I understand the general idea of building this function that increases indefinitely as you approach the missing points. So in the article, they define this function $r:M \rightarrow \mathbb{R}$, which is the supremum of positive numbers such that the ball $\mathbb{B}(x,r) = \{y\in M: d(x,y)<r\}$ is relatively compact, where the distance function is induced by the original Riemann metric on $M$: $$ d(x,y) = \inf \{\int\sqrt{\langle\frac{dc}{dt},\frac{dc}{dt}\rangle}dt: c \text{ piecewise differentiable curve joining } x \text{ and } y \}. $$
We may assume $r$ is always finite; otherwise, the manifold is already complete, as I understand it.

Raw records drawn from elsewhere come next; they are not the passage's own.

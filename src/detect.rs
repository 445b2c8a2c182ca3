//! Torrent file signature detection.
//!
//! A downloaded artifact is accepted when its first bytes look like a
//! bencoded dictionary whose first key is `announce`. This is an acceptance
//! test, not a full parse.

use once_cell::sync::Lazy;
use regex::bytes::Regex;
use std::fs::File;
use std::io::Read;
use std::path::Path;

/// Length-prefixed dictionary prefix: `d8:announce`, `d12:announce-list`, ...
static TORRENT_PREFIX: Lazy<Regex> = Lazy::new(|| Regex::new(r"^d\d+:announce").unwrap());

/// Number of leading bytes inspected for the signature.
const PREFIX_LEN: usize = 15;

/// Checks whether the file at `path` starts with the torrent signature.
///
/// Unreadable or short files are simply not torrents; no error is raised.
#[must_use]
pub fn is_torrent_file(path: &Path) -> bool {
    let Ok(mut file) = File::open(path) else {
        return false;
    };
    let mut buf = [0u8; PREFIX_LEN];
    let mut read = 0;
    while read < PREFIX_LEN {
        match file.read(&mut buf[read..]) {
            Ok(0) => break,
            Ok(n) => read += n,
            Err(_) => return false,
        }
    }
    TORRENT_PREFIX.is_match(&buf[..read])
}

#[cfg(test)]
mod tests {
    use super::*;
    use std::fs;

    #[test]
    fn test_accepts_announce_dictionary() {
        let dir = tempfile::tempdir().unwrap();
        let path = dir.path().join("a.torrent");
        fs::write(&path, b"d8:announce35:http://tracker.example.org/announce...").unwrap();
        assert!(is_torrent_file(&path));
    }

    #[test]
    fn test_accepts_longer_length_prefix() {
        let dir = tempfile::tempdir().unwrap();
        let path = dir.path().join("b.torrent");
        fs::write(&path, b"d12:announce-l").unwrap();
        assert!(is_torrent_file(&path));
    }

    #[test]
    fn test_rejects_html_error_page() {
        let dir = tempfile::tempdir().unwrap();
        let path = dir.path().join("c.torrent");
        fs::write(&path, b"<html><head><title>Not found</title>").unwrap();
        assert!(!is_torrent_file(&path));
    }

    #[test]
    fn test_rejects_missing_file() {
        assert!(!is_torrent_file(Path::new("/nonexistent/file.torrent")));
    }
}
//! Link extraction from fetched listing pages.
//!
//! Scan mode walks a page line by line: every line matching the tracker's
//! link pattern yields a candidate link, and each match rule decides
//! independently whether that line contributes an entry (and whether the
//! entry routes to mail instead of download). The result map is keyed by
//! the link itself, so duplicate occurrences collapse and the last match
//! wins. Replace mode skips the page entirely and rewrites the listing URL
//! into the one synthetic link.

use crate::charset;
use crate::config::resolve::{ExtractMode, MatchRule};
use anyhow::{Context, Result};
use regex::{Captures, Regex};
use std::collections::HashMap;
use std::fmt;
use std::path::Path;

/// Display name of an extracted link: one captured value or an ordered
/// tuple of them.
#[derive(Debug, Clone, PartialEq, Eq)]
pub enum LinkName {
    Single(String),
    Tuple(Vec<String>),
}

impl fmt::Display for LinkName {
    fn fmt(&self, f: &mut fmt::Formatter<'_>) -> fmt::Result {
        match self {
            Self::Single(name) => f.write_str(name),
            Self::Tuple(parts) => f.write_str(&parts.join(" - ")),
        }
    }
}

/// Metadata recorded for one extracted link.
#[derive(Debug, Clone, PartialEq, Eq)]
pub struct LinkMeta {
    pub name: LinkName,
    /// Mail address (with optional parameters); set when the firing rule
    /// routes the link to notification instead of download.
    pub notify: Option<String>,
    /// Listing URL the link was found on.
    pub source_url: String,
}

/// Extracted links keyed by link value; insertion collapses duplicates.
pub type LinkMap = HashMap<String, LinkMeta>;

/// Extracts candidate links for one listing page.
///
/// `rules` are the listing entry's match rules; an empty slice means one
/// implicit always-match rule without notification.
///
/// # Errors
/// Returns an error if the page cannot be read in scan mode.
pub fn extract(
    page: &Path,
    mode: &ExtractMode,
    source_url: &str,
    rules: &[MatchRule],
) -> Result<LinkMap> {
    match mode {
        ExtractMode::Replace { pattern, template } => {
            Ok(replace_link(pattern, template, source_url))
        }
        ExtractMode::Scan {
            pattern,
            link_group,
            name_groups,
        } => scan_page(page, pattern, *link_group, name_groups, source_url, rules),
    }
}

/// Replace mode: one synthetic link from the listing URL, named after the
/// source URL so it can serve as a referer.
fn replace_link(pattern: &Regex, template: &str, source_url: &str) -> LinkMap {
    let link = pattern.replace_all(source_url, template).into_owned();
    tracing::debug!(link = %link, source = source_url, "rewrote listing url");
    let mut links = LinkMap::new();
    links.insert(
        link,
        LinkMeta {
            name: LinkName::Single(source_url.to_string()),
            notify: None,
            source_url: source_url.to_string(),
        },
    );
    links
}

fn scan_page(
    page: &Path,
    pattern: &Regex,
    link_group: usize,
    name_groups: &[usize],
    source_url: &str,
    rules: &[MatchRule],
) -> Result<LinkMap> {
    let always = [MatchRule {
        pattern: None,
        notify: None,
    }];
    let rules = if rules.is_empty() { &always[..] } else { rules };

    let lines = charset::decoded_lines(page)
        .with_context(|| format!("Failed to read listing page: {}", page.display()))?;
    tracing::debug!(page = %page.display(), pattern = %pattern, "scanning listing page");

    let mut links = LinkMap::new();
    for line in &lines {
        let Some(caps) = pattern.captures(line) else {
            continue;
        };
        let Some(link) = caps.get(link_group).map(|m| m.as_str()) else {
            continue;
        };
        tracing::debug!(link, matched = &caps[0], "found candidate link");

        for rule in rules {
            let hit = match &rule.pattern {
                None => true,
                Some(re) => re.is_match(line),
            };
            if !hit {
                continue;
            }
            links.insert(
                link.to_string(),
                LinkMeta {
                    name: capture_name(&caps, name_groups),
                    notify: rule.notify.clone(),
                    source_url: source_url.to_string(),
                },
            );
        }
    }
    Ok(links)
}

/// Builds the display name from the configured capture groups.
fn capture_name(caps: &Captures<'_>, name_groups: &[usize]) -> LinkName {
    let part = |idx: usize| {
        caps.get(idx)
            .map(|m| m.as_str().to_string())
            .unwrap_or_default()
    };
    match name_groups {
        [single] => LinkName::Single(part(*single)),
        groups => LinkName::Tuple(groups.iter().map(|&idx| part(idx)).collect()),
    }
}
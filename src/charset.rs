//! Charset sniffing and best-effort line transcoding for fetched pages.
//!
//! Tracker pages are not reliably UTF-8; the declared charset is recovered
//! from an HTML meta tag and every scanned line is transcoded before pattern
//! matching. Transcoding is best-effort: undecodable bytes degrade to
//! replacement characters and matching proceeds on whatever came out.

use encoding_rs::{Encoding, UTF_8};
use once_cell::sync::Lazy;
use regex::Regex;
use std::borrow::Cow;
use std::fs;
use std::io;
use std::path::Path;

/// `http-equiv` style declaration: `content="text/html; charset=X"`.
static META_CONTENT_TYPE: Lazy<Regex> = Lazy::new(|| {
    Regex::new(r#"(?i)content=['"]text/html;\s*charset=([^'">\s]+)['"]"#).unwrap()
});

/// HTML5 style declaration: `<meta charset="X">`.
static META_CHARSET: Lazy<Regex> =
    Lazy::new(|| Regex::new(r#"(?i)meta charset=["']?([^'">\s]+)"#).unwrap());

/// Scans page bytes for a meta charset declaration.
///
/// Returns `None` when no declaration is found, the label is unknown, or the
/// declared encoding is already UTF-8.
#[must_use]
pub fn sniff(bytes: &[u8]) -> Option<&'static Encoding> {
    for line in bytes.split(|&b| b == b'\n') {
        let line = String::from_utf8_lossy(line);
        let label = META_CONTENT_TYPE
            .captures(&line)
            .or_else(|| META_CHARSET.captures(&line))
            .and_then(|c| c.get(1))
            .map(|m| m.as_str().to_string());
        if let Some(label) = label {
            let encoding = Encoding::for_label(label.trim().as_bytes())?;
            return if encoding == UTF_8 { None } else { Some(encoding) };
        }
    }
    None
}

/// Decodes one line of page bytes with the sniffed encoding, lossy UTF-8
/// otherwise.
#[must_use]
pub fn decode_line<'a>(bytes: &'a [u8], encoding: Option<&'static Encoding>) -> Cow<'a, str> {
    match encoding {
        Some(enc) => enc.decode(bytes).0,
        None => String::from_utf8_lossy(bytes),
    }
}

/// Reads a page file and returns its lines decoded for pattern matching.
///
/// Line terminators are stripped; the charset declared by the page itself
/// governs the decoding of every line.
///
/// # Errors
/// Returns an error if the file cannot be read.
pub fn decoded_lines(path: &Path) -> io::Result<Vec<String>> {
    let bytes = fs::read(path)?;
    let encoding = sniff(&bytes);
    Ok(bytes
        .split(|&b| b == b'\n')
        .map(|line| {
            let line = line.strip_suffix(b"\r").unwrap_or(line);
            decode_line(line, encoding).into_owned()
        })
        .collect())
}

#[cfg(test)]
mod tests {
    use super::*;

    #[test]
    fn test_sniff_content_type() {
        let page = br#"<meta http-equiv="Content-Type" content="text/html; charset=windows-1251">"#;
        let enc = sniff(page).unwrap();
        assert_eq!(enc.name(), "windows-1251");
    }

    #[test]
    fn test_sniff_html5_charset() {
        let page = br#"<meta charset="koi8-r">"#;
        let enc = sniff(page).unwrap();
        assert_eq!(enc.name(), "KOI8-R");
    }

    #[test]
    fn test_sniff_utf8_is_none() {
        let page = br#"<meta charset="utf-8">"#;
        assert!(sniff(page).is_none());
    }

    #[test]
    fn test_sniff_absent() {
        assert!(sniff(b"<html><body>plain</body></html>").is_none());
    }

    #[test]
    fn test_decode_line_cp1251() {
        // "Тест" in windows-1251
        let bytes = [0xD2, 0xE5, 0xF1, 0xF2];
        let enc = Encoding::for_label(b"windows-1251");
        assert_eq!(decode_line(&bytes, enc), "Тест");
    }

    #[test]
    fn test_decoded_lines_strips_crlf() -> io::Result<()> {
        let dir = tempfile::tempdir()?;
        let page = dir.path().join("page.html");
        fs::write(&page, b"first\r\nsecond\n")?;
        let lines = decoded_lines(&page)?;
        assert_eq!(lines[0], "first");
        assert_eq!(lines[1], "second");
        Ok(())
    }
}
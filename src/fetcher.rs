//! External URL fetcher contract and the wget implementation.
//!
//! The engine never talks HTTP itself. A [`Fetcher`] is handed a URL plus
//! the session's file locations and leaves the page body and the raw
//! response headers on disk; the engine only reads those files afterwards.
//! The production implementation shells out to wget with a persistent
//! cookie jar, and rewrites gzip-encoded bodies decompressed so the engine
//! always scans plain text.

use crate::headers;
use anyhow::{Context, Result, bail};
use flate2::read::GzDecoder;
use std::fs;
use std::io::Read;
use std::path::{Path, PathBuf};
use std::process::Command;

/// On-disk locations of one tracker session.
///
/// Aliased trackers share a session basename and therefore a cookie jar.
#[derive(Debug, Clone)]
pub struct SessionPaths {
    /// Persistent cookie jar.
    pub cookies: PathBuf,
    /// Scratch page body (listing pages, login responses, downloads).
    pub page: PathBuf,
    /// Raw response headers captured by the fetcher.
    pub headers: PathBuf,
}

impl SessionPaths {
    /// Session file locations for `session` inside `cache_dir`.
    #[must_use]
    pub fn new(cache_dir: &Path, session: &str) -> Self {
        Self {
            cookies: cache_dir.join(format!("{session}.cookies")),
            page: cache_dir.join(format!("{session}.html")),
            headers: cache_dir.join(format!("{session}.headers")),
        }
    }
}

/// One fetch: a URL, an optional POST body, and whether this is an
/// artifact download (server-suggested filenames requested).
#[derive(Debug, Clone)]
pub struct FetchRequest<'a> {
    pub url: &'a str,
    /// `Some("")` performs an empty POST.
    pub post_body: Option<&'a str>,
    pub download: bool,
}

impl<'a> FetchRequest<'a> {
    /// Plain GET of a page.
    #[must_use]
    pub fn get(url: &'a str) -> Self {
        Self {
            url,
            post_body: None,
            download: false,
        }
    }

    /// Form POST of a page.
    #[must_use]
    pub fn post(url: &'a str, body: &'a str) -> Self {
        Self {
            url,
            post_body: Some(body),
            download: false,
        }
    }

    /// Artifact download, optionally via empty POST.
    #[must_use]
    pub fn download(url: &'a str, empty_post: bool) -> Self {
        Self {
            url,
            post_body: if empty_post { Some("") } else { None },
            download: true,
        }
    }
}

/// The external fetcher contract.
///
/// On success the page body is at `paths.page` (already decompressed) and
/// the raw response headers at `paths.headers`. A failed retrieval is an
/// error; callers decide how far the failure spreads.
pub trait Fetcher {
    /// Performs one fetch.
    ///
    /// # Errors
    /// Returns an error when the retrieval fails; no retry is attempted.
    fn fetch(&self, paths: &SessionPaths, req: &FetchRequest<'_>) -> Result<()>;
}

/// Production fetcher shelling out to wget.
pub struct WgetFetcher {
    program: PathBuf,
    user_agent: Option<String>,
}

impl WgetFetcher {
    /// Builds a fetcher from the user configuration, locating the wget
    /// binary on PATH unless an explicit path is configured.
    ///
    /// # Errors
    /// Returns an error if the binary cannot be found.
    pub fn from_config(core: &crate::config::CoreConfig) -> Result<Self> {
        let program = match &core.wget_path {
            Some(path) => path.clone(),
            None => which::which("wget").context("wget not found in PATH")?,
        };
        Ok(Self {
            program,
            user_agent: core.user_agent.clone(),
        })
    }
}

impl Fetcher for WgetFetcher {
    fn fetch(&self, paths: &SessionPaths, req: &FetchRequest<'_>) -> Result<()> {
        let mut cmd = Command::new(&self.program);
        cmd.arg("-q")
            .arg("--convert-links")
            .arg("--keep-session-cookies")
            .arg("--save-cookies")
            .arg(&paths.cookies)
            .arg("--load-cookies")
            .arg(&paths.cookies)
            .arg("--server-response")
            .arg("--output-file")
            .arg(&paths.headers)
            .arg("-O")
            .arg(&paths.page);
        if let Some(agent) = &self.user_agent {
            cmd.arg("--user-agent").arg(agent);
        }
        if req.download {
            cmd.arg("--content-disposition").arg("--timestamping");
        }
        if let Some(body) = req.post_body {
            cmd.arg("--post-data").arg(body);
        }
        cmd.arg(req.url);

        tracing::debug!(url = req.url, command = ?cmd, "running wget");
        let status = cmd
            .status()
            .with_context(|| format!("Failed to run {}", self.program.display()))?;
        if !status.success() {
            bail!("wget exited with {status} for {}", req.url);
        }

        resave_gzipped_page(paths)
    }
}

/// Rewrites the page body decompressed when the captured headers declare a
/// gzip content encoding.
fn resave_gzipped_page(paths: &SessionPaths) -> Result<()> {
    if !headers::is_gzip_encoded(&paths.headers) {
        return Ok(());
    }
    tracing::debug!(page = %paths.page.display(), "content is gzipped");
    let compressed = fs::read(&paths.page)
        .with_context(|| format!("Failed to read fetched page: {}", paths.page.display()))?;
    let mut decoder = GzDecoder::new(compressed.as_slice());
    let mut body = Vec::new();
    decoder
        .read_to_end(&mut body)
        .context("Failed to decompress gzipped page")?;
    fs::write(&paths.page, body)
        .with_context(|| format!("Failed to rewrite page: {}", paths.page.display()))
}

#[cfg(test)]
mod tests {
    use super::*;
    use flate2::Compression;
    use flate2::write::GzEncoder;
    use std::io::Write;

    #[test]
    fn test_session_paths_layout() {
        let paths = SessionPaths::new(Path::new("/cache"), "example");
        assert_eq!(paths.cookies, Path::new("/cache/example.cookies"));
        assert_eq!(paths.page, Path::new("/cache/example.html"));
        assert_eq!(paths.headers, Path::new("/cache/example.headers"));
    }

    #[test]
    fn test_request_constructors() {
        let get = FetchRequest::get("http://x/");
        assert!(get.post_body.is_none() && !get.download);

        let post = FetchRequest::post("http://x/", "a=b");
        assert_eq!(post.post_body, Some("a=b"));

        let plain = FetchRequest::download("http://x/", false);
        assert!(plain.download && plain.post_body.is_none());

        let posted = FetchRequest::download("http://x/", true);
        assert_eq!(posted.post_body, Some(""));
    }

    #[test]
    fn test_resave_gzipped_page() {
        let dir = tempfile::tempdir().unwrap();
        let paths = SessionPaths::new(dir.path(), "example");

        let mut encoder = GzEncoder::new(Vec::new(), Compression::default());
        encoder.write_all(b"<html>hello</html>").unwrap();
        fs::write(&paths.page, encoder.finish().unwrap()).unwrap();
        fs::write(&paths.headers, "  Content-Encoding: gzip\n").unwrap();

        resave_gzipped_page(&paths).unwrap();
        assert_eq!(fs::read(&paths.page).unwrap(), b"<html>hello</html>");
    }

    #[test]
    fn test_resave_leaves_plain_page_alone() {
        let dir = tempfile::tempdir().unwrap();
        let paths = SessionPaths::new(dir.path(), "example");
        fs::write(&paths.page, b"<html>plain</html>").unwrap();
        fs::write(&paths.headers, "Content-Type: text/html\n").unwrap();

        resave_gzipped_page(&paths).unwrap();
        assert_eq!(fs::read(&paths.page).unwrap(), b"<html>plain</html>");
    }
}
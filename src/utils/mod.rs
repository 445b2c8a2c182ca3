//! Utility functions and helpers.
//!
//! Path manipulation shared across the crate: tilde expansion for
//! user-supplied paths and trailing-separator normalization.

use std::path::{Path, PathBuf};

/// Expands a path starting with `~` to the user's home directory.
///
/// A path without a leading `~/` is returned unchanged, as is any path when
/// the home directory cannot be determined.
#[must_use]
pub fn expand_tilde_path(path: &Path) -> PathBuf {
    if let Some(s) = path.to_str()
        && let Some(rest) = s.strip_prefix("~/")
        && let Some(home) = dirs::home_dir()
    {
        return home.join(rest);
    }
    path.to_path_buf()
}

/// Removes a trailing path separator from a user-supplied folder string.
#[must_use]
pub fn strip_trailing_separator(path: &str) -> &str {
    path.strip_suffix('/').unwrap_or(path)
}

#[cfg(test)]
mod tests {
    use super::*;

    #[test]
    fn test_expand_tilde_passthrough() {
        let p = expand_tilde_path(Path::new("/tmp/x"));
        assert_eq!(p, PathBuf::from("/tmp/x"));
    }

    #[test]
    fn test_expand_tilde_home() {
        if let Some(home) = dirs::home_dir() {
            let p = expand_tilde_path(Path::new("~/.torwatch"));
            assert_eq!(p, home.join(".torwatch"));
        }
    }

    #[test]
    fn test_strip_trailing_separator() {
        assert_eq!(strip_trailing_separator("/watch/"), "/watch");
        assert_eq!(strip_trailing_separator("/watch"), "/watch");
    }
}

From here, we choose a differentiable function satisfying $w(x)>\frac{1}{r(x)}$ for each $x\in M$, via partitions of unity. Then the conformal metric is defined as $g'(x) = w(x)^2g(x)$ at each $x$. From here, everything seems to go smoothly. My difficulty is showing that the function $r:M \rightarrow \mathbb{R}$ is Lipschitz with respect to the metric $d$. Specifically, I wish to show that $$ |r(x)-r(y)|\leq d(x,y) $$ for all $x,y\in M$. Any ideas will be appreciated.
The key observation is that subsets of relatively compact are relatively compact: if $X \subseteq Y$ and $Y$ is relatively compact, then $\overline{X} \subseteq \overline{Y}$ is a closed subset of a compact set, hence is compact. So, if $B(x, d(x, y)+a)$ is relatively compact, then $B(y, a)$ is as well. Suppose for a contradiction that $r(x) > r(y) + d(x, y)$. Then for some $\epsilon> 0$ we have $a = r(x)- \epsilon > r(y) + d(x, y)$, hence $a - d(x, y) > r(y)$. By definition of $r$ we see that $B(x, a)$ is relatively compact whereas $B(y, a-d(x, y))$ is not, contradiction. The other direction follows by symmetry.